Emit an exact copy of the lines running from the start of the records to the line containing "col += (to.0 - col).signum();", both included.

Items listed in a dataset:
BEGIN

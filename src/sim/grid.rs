//! Discrete path tracing through the tile grid
//!
//! Fast balls can cross several cells per tick, so collision walks the cells
//! between the old and new positions instead of sampling only the endpoint.

use crate::level::{Level, TileKind};

/// The first stopping tile met along a path
#[derive(Debug, Clone, Copy, PartialEq, Eq)]
pub struct TileHit {
    pub kind: TileKind,
    pub col: i32,
    pub row: i32,
}

/// Result of walking from one cell to another
#[derive(Debug, Clone, Copy, PartialEq, Eq)]
pub struct PathTrace {
    pub hit: Option<TileHit>,
    /// Last cell visited before the hit (the origin if nothing was free)
    pub last_free: (i32, i32),
}

/// Walk from `from` to `to`, one step per axis per iteration
///
/// The origin cell is only checked when the ball did not change cell. Cells
/// outside the grid read as empty, so the walk never indexes out of bounds
/// and a ball re-entering from off-stage is still caught.
pub fn trace_path(level: &Level, from: (i32, i32), to: (i32, i32)) -> PathTrace {
    if from == to {
        let kind = level.tile_at(to.0, to.1);
        let hit = kind.stops_ball().then_some(TileHit {
            kind,
            col: to.0,
            row: to.1,
        });
        return PathTrace {
            hit,
            last_free: from,
        };
    }

    let (mut col, mut row) = from;
    let mut last_free = from;

    while (col, row) != to {
        col += (to.0 - col).signum();
        row += (to.1 - row).signum();

        let kind = level.tile_at(col, row);
        if kind.stops_ball() {
            return PathTrace {
                hit: Some(TileHit { kind, col, row }),
                last_free,
            };
        }
        last_free = (col, row);
    }

    PathTrace {
        hit: None,
        last_free,
    }
}
//! Per-tick orchestration
//!
//! A `Session` is the consumer side of the audio handoff: each call to
//! [`Session::tick`] copies the latest window out of the ring, analyzes it,
//! lets the mode controller react and advances the ball once.

use serde::Serialize;

use crate::audio::{EffectSink, RingReader, SoundEffect, Spectrum, SpectrumAnalyzer};
use crate::error::Result;
use crate::level::{Level, LevelSource};
use crate::mode::{Mode, ModeController, ModeTransition};
use crate::settings::{ResponseCurve, Settings};
use crate::sim::{BallSnapshot, GameEvent, Scores, SimState, TickInput, tick};

/// Serializable view of one tick, for dumps and external renderers
#[derive(Debug, Clone, Serialize)]
pub struct Frame {
    pub tick: u64,
    pub mode: Mode,
    pub level: String,
    pub ball: BallSnapshot,
    pub scores: Scores,
    pub gain: f32,
    pub max_max: f32,
}

pub struct Session {
    settings: Settings,
    reader: RingReader,
    analyzer: SpectrumAnalyzer,
    /// Reused window copy, filled under the ring lock
    window: Vec<f32>,
    spectrum: Spectrum,
    sim: SimState,
    mode: ModeController,
    level: Level,
    levels: Box<dyn LevelSource>,
    effects: Box<dyn EffectSink>,
}

impl Session {
    /// Build a session in Idle mode with the idle level loaded
    pub fn new(
        settings: Settings,
        reader: RingReader,
        levels: Box<dyn LevelSource>,
        effects: Box<dyn EffectSink>,
        seed: u64,
    ) -> Result<Self> {
        settings.validate()?;

        let mode = ModeController::new(settings.mode.clone());
        let level = levels.load(mode.current_level())?;
        log::info!(
            "Session: level {}, seed {}, {} sample window",
            level.name(),
            seed,
            settings.analyzer.fft_size
        );

        if reader.capacity() < settings.analyzer.fft_size {
            log::warn!(
                "Ring holds {} samples, shorter than the {} sample window",
                reader.capacity(),
                settings.analyzer.fft_size
            );
        }

        Ok(Self {
            analyzer: SpectrumAnalyzer::new(settings.analyzer.clone()),
            window: Vec::with_capacity(settings.analyzer.fft_size),
            spectrum: Spectrum::default(),
            sim: SimState::new(seed),
            mode,
            level,
            levels,
            effects,
            reader,
            settings,
        })
    }

    /// Advance one logic tick
    pub fn tick(&mut self) -> Vec<GameEvent> {
        self.reader
            .read_window_into(self.settings.analyzer.fft_size, &mut self.window);
        self.spectrum = self.analyzer.analyze(&self.window);

        if let Some(transition) = self
            .mode
            .update(self.spectrum.max_max, self.settings.analyzer.max_max_floor)
        {
            self.apply_transition(transition);
        }

        let input = TickInput {
            bars: &self.spectrum.bars,
            gain: self.spectrum.gain,
            bin_offset: self.settings.analyzer.bin_offset,
            scoring: self.mode.mode().scoring(),
        };
        let events = tick(&mut self.sim, &input, &self.level, &self.settings.physics);

        for event in &events {
            if let GameEvent::Goal { scored: true, .. } = event {
                self.effects.play(SoundEffect::Point);
            }
        }

        events
    }

    /// Tell the session whether a live input is feeding the ring
    pub fn set_input_available(&mut self, available: bool) {
        if let Some(transition) = self.mode.set_input_available(available) {
            self.apply_transition(transition);
        }
    }

    pub fn set_response(&mut self, response: ResponseCurve) {
        self.analyzer.set_response(response);
    }

    /// Start over: fresh analyzer ceiling, silent ring, ball on spawn
    pub fn restart(&mut self, seed: u64) {
        self.analyzer.reset();
        self.reader.reset();
        self.spectrum = Spectrum {
            max_max: self.analyzer.max_max(),
            ..Default::default()
        };
        self.sim = SimState::new(seed);
        let name = self.mode.current_level().to_string();
        self.switch_level(&name);
    }

    /// Load a level by name and put the ball back on spawn at rest
    ///
    /// The current level stays when `name` cannot be loaded.
    pub fn load_level(&mut self, name: &str) -> Result<()> {
        let level = self.levels.load(name)?;
        log::info!("Level {}", level.name());
        self.level = level;
        self.sim.reset_ball();
        Ok(())
    }

    /// Swap between the active and idle levels, mode unchanged
    pub fn toggle_level(&mut self) -> Result<()> {
        let name = if self.level.name() == self.settings.mode.active_level {
            self.settings.mode.idle_level.clone()
        } else {
            self.settings.mode.active_level.clone()
        };
        self.load_level(&name)
    }

    pub fn reset_scores(&mut self) {
        log::info!("Scores reset");
        self.sim.scores.reset();
    }

    fn apply_transition(&mut self, transition: ModeTransition) {
        log::info!(
            "Mode {} -> {}",
            transition.from.as_str(),
            transition.to.as_str()
        );
        self.switch_level(&transition.level);
        if transition.respawn {
            self.sim.reset_ball();
        }
        if transition.reset_scores {
            self.sim.scores.reset();
        }
    }

    fn switch_level(&mut self, name: &str) {
        if let Err(e) = self.load_level(name) {
            log::warn!("Keeping level {}: {}", self.level.name(), e);
        }
    }

    /// Bars of the last analyzed frame
    pub fn bars(&self) -> &[f32] {
        &self.spectrum.bars
    }

    pub fn spectrum(&self) -> &Spectrum {
        &self.spectrum
    }

    pub fn ball(&self) -> BallSnapshot {
        self.sim.snapshot()
    }

    pub fn scores(&self) -> Scores {
        self.sim.scores
    }

    pub fn mode(&self) -> Mode {
        self.mode.mode()
    }

    pub fn level(&self) -> &Level {
        &self.level
    }

    pub fn settings(&self) -> &Settings {
        &self.settings
    }

    pub fn frame(&self) -> Frame {
        Frame {
            tick: self.sim.time_ticks,
            mode: self.mode(),
            level: self.level.name().to_string(),
            ball: self.ball(),
            scores: self.scores(),
            gain: self.spectrum.gain,
            max_max: self.spectrum.max_max,
        }
    }
}

#[cfg(test)]
mod tests {
    use std::cell::RefCell;
    use std::rc::Rc;

    use super::*;
    use crate::audio::{RingWriter, ToneSource, ring};
    use crate::error::Error;
    use crate::level::{BuiltinLevels, TileKind};
    use crate::settings::AnalyzerSettings;

    #[derive(Clone, Default)]
    struct RecordingSink(Rc<RefCell<Vec<SoundEffect>>>);

    impl EffectSink for RecordingSink {
        fn play(&mut self, effect: SoundEffect) {
            self.0.borrow_mut().push(effect);
        }
    }

    /// "multi" has a goal row right under spawn; nothing else exists
    struct GoalUnderSpawn;

    impl LevelSource for GoalUnderSpawn {
        fn load(&self, name: &str) -> Result<Level> {
            match name {
                "border" => Ok(Level::empty("border")),
                "multi" => {
                    let mut level = Level::empty("multi");
                    for col in 0..80 {
                        level.set_tile(col, 31, TileKind::LeftGoal);
                    }
                    Ok(level)
                }
                _ => Err(Error::LevelNotFound(name.to_string())),
            }
        }
    }

    /// Only the idle level exists
    struct IdleOnly;

    impl LevelSource for IdleOnly {
        fn load(&self, name: &str) -> Result<Level> {
            if name == "border" {
                Ok(Level::empty("border"))
            } else {
                Err(Error::LevelNotFound(name.to_string()))
            }
        }
    }

    fn small_settings() -> Settings {
        Settings {
            analyzer: AnalyzerSettings {
                fft_size: 1024,
                bar_count: 512,
                ..Default::default()
            },
            ..Default::default()
        }
    }

    fn session_with(
        levels: Box<dyn LevelSource>,
        sink: RecordingSink,
    ) -> (Session, RingWriter) {
        let (writer, reader) = ring::channel(1024);
        let session = Session::new(small_settings(), reader, levels, Box::new(sink), 11).unwrap();
        (session, writer)
    }

    /// High enough that no terrain bar lights up
    fn tone() -> ToneSource {
        ToneSource::new(10_000.0, 44_100).with_amplitude(0.5)
    }

    #[test]
    fn test_silent_session_stays_idle() {
        let (mut session, _writer) =
            session_with(Box::new(BuiltinLevels), RecordingSink::default());
        for _ in 0..50 {
            session.tick();
        }
        assert_eq!(session.mode(), Mode::Idle);
        assert_eq!(session.level().name(), "border");
        assert!(session.bars().iter().all(|&b| b == 0.0));
        assert_eq!(session.spectrum().max_max, 0.042);
    }

    #[test]
    fn test_signal_wakes_session() {
        let (mut session, writer) =
            session_with(Box::new(BuiltinLevels), RecordingSink::default());
        let mut tone = tone();

        for _ in 0..3 {
            writer.push_fragment(&tone.next_fragment(735), 2);
            session.tick();
        }
        assert_eq!(session.mode(), Mode::Active);
        assert_eq!(session.level().name(), "multi");
        assert_eq!(session.scores(), Scores::default());
        assert!(!session.bars().is_empty());
    }

    #[test]
    fn test_scored_goal_plays_point() {
        let sink = RecordingSink::default();
        let played = Rc::clone(&sink.0);
        let (mut session, writer) = session_with(Box::new(GoalUnderSpawn), sink);
        let mut tone = tone();

        for _ in 0..40 {
            writer.push_fragment(&tone.next_fragment(735), 2);
            session.tick();
        }
        assert_eq!(session.mode(), Mode::Active);
        let scores = session.scores();
        assert!(scores.left >= 1);
        assert_eq!(scores.right, 0);
        assert_eq!(played.borrow().len(), scores.left as usize);
        assert!(played.borrow().iter().all(|&e| e == SoundEffect::Point));
    }

    #[test]
    fn test_missing_level_keeps_current() {
        let (mut session, writer) = session_with(Box::new(IdleOnly), RecordingSink::default());
        let mut tone = tone();

        for _ in 0..3 {
            writer.push_fragment(&tone.next_fragment(735), 2);
            session.tick();
        }
        assert_eq!(session.mode(), Mode::Active);
        assert_eq!(session.level().name(), "border");
    }

    #[test]
    fn test_passive_session_never_scores() {
        let sink = RecordingSink::default();
        let played = Rc::clone(&sink.0);
        let (mut session, writer) = session_with(Box::new(GoalUnderSpawn), sink);
        session.set_input_available(false);
        let mut tone = tone();

        for _ in 0..40 {
            writer.push_fragment(&tone.next_fragment(735), 2);
            session.tick();
        }
        assert_eq!(session.mode(), Mode::Idle);
        assert_eq!(session.scores(), Scores::default());
        assert!(played.borrow().is_empty());
    }

    #[test]
    fn test_restart_clears_state() {
        let (mut session, writer) =
            session_with(Box::new(BuiltinLevels), RecordingSink::default());
        let mut tone = tone();
        for _ in 0..5 {
            writer.push_fragment(&tone.next_fragment(735), 2);
            session.tick();
        }
        session.restart(11);
        assert_eq!(session.frame().tick, 0);
        assert_eq!(session.spectrum().max_max, 0.042);
        assert!(session.bars().is_empty());

        session.tick();
        assert_eq!(session.spectrum().local_max, 0.0);
    }

    #[test]
    fn test_load_level_respawns_at_rest() {
        let (mut session, _writer) =
            session_with(Box::new(BuiltinLevels), RecordingSink::default());
        for _ in 0..20 {
            session.tick();
        }
        assert_ne!(session.ball().pos, crate::spawn_point());

        session.load_level("multi").unwrap();
        assert_eq!(session.level().name(), "multi");
        assert_eq!(session.ball().pos, crate::spawn_point());
        assert_eq!(session.ball().vel, glam::Vec2::ZERO);
        assert_eq!(session.mode(), Mode::Idle);

        assert!(matches!(
            session.load_level("nope"),
            Err(Error::LevelNotFound(_))
        ));
        assert_eq!(session.level().name(), "multi");
    }

    #[test]
    fn test_toggle_level_swaps_between_levels() {
        let (mut session, _writer) =
            session_with(Box::new(BuiltinLevels), RecordingSink::default());
        assert_eq!(session.level().name(), "border");
        session.toggle_level().unwrap();
        assert_eq!(session.level().name(), "multi");
        session.toggle_level().unwrap();
        assert_eq!(session.level().name(), "border");
    }

    #[test]
    fn test_reset_scores_keeps_playing() {
        let (mut session, writer) =
            session_with(Box::new(GoalUnderSpawn), RecordingSink::default());
        let mut tone = tone();
        for _ in 0..40 {
            writer.push_fragment(&tone.next_fragment(735), 2);
            session.tick();
        }
        assert!(session.scores().left >= 1);

        session.reset_scores();
        assert_eq!(session.scores(), Scores::default());
        assert_eq!(session.mode(), Mode::Active);
        assert_eq!(session.level().name(), "multi");
    }

    #[test]
    fn test_frame_serializes() {
        let (mut session, _writer) =
            session_with(Box::new(BuiltinLevels), RecordingSink::default());
        session.tick();
        let json = serde_json::to_string(&session.frame()).unwrap();
        assert!(json.contains("\"mode\":\"Idle\""));
        assert!(json.contains("\"level\":\"border\""));
    }
}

END

## [Result of this task]
filename src/sim/grid.rs
//! Discrete path tracing through the tile grid
//!
//! Fast balls can cross several cells per tick, so collision walks the cells
//! between the old and new positions instead of sampling only the endpoint.

use crate::level::{Level, TileKind};

/// The first stopping tile met along a path
#[derive(Debug, Clone, Copy, PartialEq, Eq)]
pub struct TileHit {
    pub kind: TileKind,
    pub col: i32,
    pub row: i32,
}

/// Result of walking from one cell to another
#[derive(Debug, Clone, Copy, PartialEq, Eq)]
pub struct PathTrace {
    pub hit: Option<TileHit>,
    /// Last cell visited before the hit (the origin if nothing was free)
    pub last_free: (i32, i32),
}

/// Walk from `from` to `to`, one step per axis per iteration
///
/// The origin cell is only checked when the ball did not change cell. Cells
/// outside the grid read as empty, so the walk never indexes out of bounds
/// and a ball re-entering from off-stage is still caught.
pub fn trace_path(level: &Level, from: (i32, i32), to: (i32, i32)) -> PathTrace {
    if from == to {
        let kind = level.tile_at(to.0, to.1);
        let hit = kind.stops_ball().then_some(TileHit {
            kind,
            col: to.0,
            row: to.1,
        });
        return PathTrace {
            hit,
            last_free: from,
        };
    }

    let (mut col, mut row) = from;
    let mut last_free = from;

    while (col, row) != to {
        col += (to.0 - col).signum();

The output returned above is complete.